Here the requirement is to repeat every record exactly, in full.

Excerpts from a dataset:
########

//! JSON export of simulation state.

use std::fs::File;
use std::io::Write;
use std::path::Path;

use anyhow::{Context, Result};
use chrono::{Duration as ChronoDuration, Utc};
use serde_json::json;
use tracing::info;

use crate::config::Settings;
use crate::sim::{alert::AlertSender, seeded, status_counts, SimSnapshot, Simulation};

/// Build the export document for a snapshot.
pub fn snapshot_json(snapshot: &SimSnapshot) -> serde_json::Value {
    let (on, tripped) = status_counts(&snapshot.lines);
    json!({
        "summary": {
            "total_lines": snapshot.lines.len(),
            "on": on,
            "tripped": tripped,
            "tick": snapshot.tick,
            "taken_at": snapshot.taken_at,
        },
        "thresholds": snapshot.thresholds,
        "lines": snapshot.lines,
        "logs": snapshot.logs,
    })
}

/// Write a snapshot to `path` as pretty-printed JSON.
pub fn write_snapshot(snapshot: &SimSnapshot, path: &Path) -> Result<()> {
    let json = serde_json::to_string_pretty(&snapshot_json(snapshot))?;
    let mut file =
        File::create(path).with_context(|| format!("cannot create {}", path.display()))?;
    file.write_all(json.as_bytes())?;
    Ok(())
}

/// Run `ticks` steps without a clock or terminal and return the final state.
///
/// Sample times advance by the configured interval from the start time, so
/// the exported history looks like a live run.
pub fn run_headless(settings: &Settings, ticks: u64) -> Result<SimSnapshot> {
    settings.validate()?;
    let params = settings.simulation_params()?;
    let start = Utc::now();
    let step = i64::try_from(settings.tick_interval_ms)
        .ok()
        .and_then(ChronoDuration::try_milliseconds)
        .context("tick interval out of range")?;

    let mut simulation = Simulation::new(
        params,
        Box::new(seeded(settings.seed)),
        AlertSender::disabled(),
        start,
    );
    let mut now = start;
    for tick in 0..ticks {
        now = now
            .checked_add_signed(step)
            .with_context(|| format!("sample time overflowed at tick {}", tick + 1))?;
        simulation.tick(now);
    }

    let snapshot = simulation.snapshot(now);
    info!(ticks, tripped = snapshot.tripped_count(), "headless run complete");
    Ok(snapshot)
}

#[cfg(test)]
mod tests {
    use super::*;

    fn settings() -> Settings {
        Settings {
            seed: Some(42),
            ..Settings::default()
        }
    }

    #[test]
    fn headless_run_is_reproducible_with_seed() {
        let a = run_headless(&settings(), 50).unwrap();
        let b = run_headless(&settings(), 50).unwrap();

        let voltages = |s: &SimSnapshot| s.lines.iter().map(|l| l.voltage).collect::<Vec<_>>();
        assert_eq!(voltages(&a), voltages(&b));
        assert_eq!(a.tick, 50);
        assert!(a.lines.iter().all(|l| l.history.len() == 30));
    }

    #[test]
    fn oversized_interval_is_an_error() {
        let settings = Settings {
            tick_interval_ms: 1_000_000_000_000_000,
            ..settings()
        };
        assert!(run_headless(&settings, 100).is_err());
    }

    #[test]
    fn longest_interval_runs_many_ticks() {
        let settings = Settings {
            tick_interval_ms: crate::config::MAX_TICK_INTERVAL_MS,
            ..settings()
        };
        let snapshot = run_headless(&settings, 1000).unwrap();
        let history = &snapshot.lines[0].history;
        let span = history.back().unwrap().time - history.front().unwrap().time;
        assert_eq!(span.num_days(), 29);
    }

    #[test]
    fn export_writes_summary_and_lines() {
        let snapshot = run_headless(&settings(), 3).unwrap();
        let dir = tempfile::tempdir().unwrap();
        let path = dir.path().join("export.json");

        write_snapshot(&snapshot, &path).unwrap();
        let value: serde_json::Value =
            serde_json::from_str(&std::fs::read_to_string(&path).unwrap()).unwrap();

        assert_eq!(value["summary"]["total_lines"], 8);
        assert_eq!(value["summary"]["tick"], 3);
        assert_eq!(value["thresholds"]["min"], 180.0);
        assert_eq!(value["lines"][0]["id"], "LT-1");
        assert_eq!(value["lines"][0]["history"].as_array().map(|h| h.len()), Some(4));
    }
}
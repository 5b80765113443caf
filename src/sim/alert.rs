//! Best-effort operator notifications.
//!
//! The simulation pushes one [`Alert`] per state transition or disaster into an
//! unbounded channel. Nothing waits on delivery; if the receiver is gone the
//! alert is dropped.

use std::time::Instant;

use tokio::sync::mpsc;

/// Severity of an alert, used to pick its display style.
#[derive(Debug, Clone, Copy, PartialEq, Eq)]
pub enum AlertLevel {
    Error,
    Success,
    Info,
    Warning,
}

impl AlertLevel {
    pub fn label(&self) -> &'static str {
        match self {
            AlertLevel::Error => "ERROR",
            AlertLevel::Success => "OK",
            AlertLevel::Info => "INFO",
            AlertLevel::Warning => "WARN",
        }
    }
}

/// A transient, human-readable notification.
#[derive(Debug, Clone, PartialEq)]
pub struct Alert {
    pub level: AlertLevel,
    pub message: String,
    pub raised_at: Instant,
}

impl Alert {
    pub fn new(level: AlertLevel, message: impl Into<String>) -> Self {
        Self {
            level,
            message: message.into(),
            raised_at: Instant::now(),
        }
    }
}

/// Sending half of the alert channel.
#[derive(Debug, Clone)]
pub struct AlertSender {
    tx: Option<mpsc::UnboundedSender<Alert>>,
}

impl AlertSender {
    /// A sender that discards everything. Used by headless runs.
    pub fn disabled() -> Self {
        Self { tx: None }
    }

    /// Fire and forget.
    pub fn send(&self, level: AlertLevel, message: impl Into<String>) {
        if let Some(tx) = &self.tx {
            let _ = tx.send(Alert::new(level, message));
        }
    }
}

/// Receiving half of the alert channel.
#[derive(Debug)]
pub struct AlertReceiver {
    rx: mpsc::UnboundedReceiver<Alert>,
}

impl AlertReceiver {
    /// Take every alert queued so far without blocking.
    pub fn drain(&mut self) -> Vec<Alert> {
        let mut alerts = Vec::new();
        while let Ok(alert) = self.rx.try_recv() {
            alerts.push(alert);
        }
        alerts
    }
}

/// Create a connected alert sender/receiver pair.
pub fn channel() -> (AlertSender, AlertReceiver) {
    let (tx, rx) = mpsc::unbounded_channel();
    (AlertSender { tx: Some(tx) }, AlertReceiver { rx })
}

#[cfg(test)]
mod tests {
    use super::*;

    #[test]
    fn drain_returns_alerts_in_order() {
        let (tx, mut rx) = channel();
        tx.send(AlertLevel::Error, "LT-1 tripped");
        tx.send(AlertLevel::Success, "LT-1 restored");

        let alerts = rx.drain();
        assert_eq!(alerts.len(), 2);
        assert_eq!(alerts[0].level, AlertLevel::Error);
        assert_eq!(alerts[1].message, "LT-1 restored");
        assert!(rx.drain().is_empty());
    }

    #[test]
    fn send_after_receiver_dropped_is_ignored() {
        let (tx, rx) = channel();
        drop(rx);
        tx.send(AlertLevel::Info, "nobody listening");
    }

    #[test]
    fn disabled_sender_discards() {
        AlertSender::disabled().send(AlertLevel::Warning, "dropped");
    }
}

########

== RESPONSE ==
//! JSON export of simulation state.

use std::fs::File;
use std::io::Write;
use std::path::Path;

use anyhow::{Context, Result};
use chrono::{Duration as ChronoDuration, Utc};
use serde_json::json;
use tracing::info;

use crate::config::Settings;
use crate::sim::{alert::AlertSender, seeded, status_counts, SimSnapshot, Simulation};

/// Build the export document for a snapshot.
pub fn snapshot_json(snapshot: &SimSnapshot) -> serde_json::Value {
    let (on, tripped) = status_counts(&snapshot.lines);
    json!({
        "summary": {
            "total_lines": snapshot.lines.len(),
            "on": on,
            "tripped": tripped,
            "tick": snapshot.tick,
            "taken_at": snapshot.taken_at,
        },
        "thresholds": snapshot.thresholds,
        "lines": snapshot.lines,
        "logs": snapshot.logs,
    })
}

/// Write a snapshot to `path` as pretty-printed JSON.
pub fn write_snapshot(snapshot: &SimSnapshot, path: &Path) -> Result<()> {
    let json = serde_json::to_string_pretty(&snapshot_json(snapshot))?;
    let mut file =
        File::create(path).with_context(|| format!("cannot create {}", path.display()))?;
    file.write_all(json.as_bytes())?;
    Ok(())
}

/// Run `ticks` steps without a clock or terminal and return the final state.
///
/// Sample times advance by the configured interval from the start time, so
/// the exported history looks like a live run.
pub fn run_headless(settings: &Settings, ticks: u64) -> Result<SimSnapshot> {
    settings.validate()?;
    let params = settings.simulation_params()?;
    let start = Utc::now();
    let step = i64::try_from(settings.tick_interval_ms)
        .ok()
        .and_then(ChronoDuration::try_milliseconds)
        .context("tick interval out of range")?;

    let mut simulation = Simulation::new(
        params,
        Box::new(seeded(settings.seed)),
        AlertSender::disabled(),
        start,
    );
    let mut now = start;
    for tick in 0..ticks {
        now = now
            .checked_add_signed(step)
            .with_context(|| format!("sample time overflowed at tick {}", tick + 1))?;
        simulation.tick(now);
    }

    let snapshot = simulation.snapshot(now);
    info!(ticks, tripped = snapshot.tripped_count(), "headless run complete");
    Ok(snapshot)
}

#[cfg(test)]
mod tests {
    use super::*;

    fn settings() -> Settings {
        Settings {
            seed: Some(42),
            ..Settings::default()
        }
    }

    #[test]
    fn headless_run_is_reproducible_with_seed() {
        let a = run_headless(&settings(), 50).unwrap();
        let b = run_headless(&settings(), 50).unwrap();

        let voltages = |s: &SimSnapshot| s.lines.iter().map(|l| l.voltage).collect::<Vec<_>>();
        assert_eq!(voltages(&a), voltages(&b));
        assert_eq!(a.tick, 50);
        assert!(a.lines.iter().all(|l| l.history.len() == 30));
    }

    #[test]
    fn oversized_interval_is_an_error() {
        let settings = Settings {
            tick_interval_ms: 1_000_000_000_000_000,
            ..settings()
        };
        assert!(run_headless(&settings, 100).is_err());
    }

    #[test]
    fn longest_interval_runs_many_ticks() {
        let settings = Settings {
            tick_interval_ms: crate::config::MAX_TICK_INTERVAL_MS,
            ..settings()
        };
        let snapshot = run_headless(&settings, 1000).unwrap();
        let history = &snapshot.lines[0].history;
        let span = history.back().unwrap().time - history.front().unwrap().time;
        assert_eq!(span.num_days(), 29);
    }

    #[test]
    fn export_writes_summary_and_lines() {
        let snapshot = run_headless(&settings(), 3).unwrap();
        let dir = tempfile::tempdir().unwrap();
        let path = dir.path().join("export.json");

        write_snapshot(&snapshot, &path).unwrap();
        let value: serde_json::Value =
            serde_json::from_str(&std::fs::read_to_string(&path).unwrap()).unwrap();

        assert_eq!(value["summary"]["total_lines"], 8);
        assert_eq!(value["summary"]["tick"], 3);
        assert_eq!(value["thresholds"]["min"], 180.0);
        assert_eq!(value["lines"][0]["id"], "LT-1");
        assert_eq!(value["lines"][0]["history"].as_array().map(|h| h.len()), Some(4));
    }
}
repository 5b80765113443caf
filename src/sim/alert.rs
//! Best-effort operator notifications.
//!
//! The simulation pushes one [`Alert`] per state transition or disaster into an
//! unbounded channel. Nothing waits on delivery; if the receiver is gone the
//! alert is dropped.

use std::time::Instant;

use tokio::sync::mpsc;

/// Severity of an alert, used to pick its display style.
#[derive(Debug, Clone, Copy, PartialEq, Eq)]
pub enum AlertLevel {
    Error,
    Success,
    Info,
    Warning,
}

impl AlertLevel {
    pub fn label(&self) -> &'static str {
        match self {
            AlertLevel::Error => "ERROR",
            AlertLevel::Success => "OK",
            AlertLevel::Info => "INFO",
            AlertLevel::Warning => "WARN",
        }
    }
}

/// A transient, human-readable notification.
#[derive(Debug, Clone, PartialEq)]
pub struct Alert {
    pub level: AlertLevel,
    pub message: String,
    pub raised_at: Instant,
}

impl Alert {
    pub fn new(level: AlertLevel, message: impl Into<String>) -> Self {
        Self {
            level,
            message: message.into(),
            raised_at: Instant::now(),
        }
    }
}

/// Sending half of the alert channel.
#[derive(Debug, Clone)]
pub struct AlertSender {
    tx: Option<mpsc::UnboundedSender<Alert>>,
}

impl AlertSender {
    /// A sender that discards everything. Used by headless runs.
    pub fn disabled() -> Self {
        Self { tx: None }
    }

    /// Fire and forget.
    pub fn send(&self, level: AlertLevel, message: impl Into<String>) {
        if let Some(tx) = &self.tx {
            let _ = tx.send(Alert::new(level, message));
        }
    }
}

/// Receiving half of the alert channel.
#[derive(Debug)]
pub struct AlertReceiver {
    rx: mpsc::UnboundedReceiver<Alert>,
}

impl AlertReceiver {
    /// Take every alert queued so far without blocking.
    pub fn drain(&mut self) -> Vec<Alert> {
        let mut alerts = Vec::new();
        while let Ok(alert) = self.rx.try_recv() {
            alerts.push(alert);
        }
        alerts
    }
}

/// Create a connected alert sender/receiver pair.
pub fn channel() -> (AlertSender, AlertReceiver) {
    let (tx, rx) = mpsc::unbounded_channel();
    (AlertSender { tx: Some(tx) }, AlertReceiver { rx })
}

#[cfg(test)]
mod tests {
    use super::*;

    #[test]
    fn drain_returns_alerts_in_order() {
        let (tx, mut rx) = channel();
        tx.send(AlertLevel::Error, "LT-1 tripped");
        tx.send(AlertLevel::Success, "LT-1 restored");

        let alerts = rx.drain();
        assert_eq!(alerts.len(), 2);
        assert_eq!(alerts[0].level, AlertLevel::Error);
        assert_eq!(alerts[1].message, "LT-1 restored");
        assert!(rx.drain().is_empty());
    }

    #[test]
    fn send_after_receiver_dropped_is_ignored() {
        let (tx, rx) = channel();
        drop(rx);
        tx.send(AlertLevel::Info, "nobody listening");
    }

    #[test]
    fn disabled_sender_discards() {
        AlertSender::disabled().send(AlertLevel::Warning, "dropped");
    }
}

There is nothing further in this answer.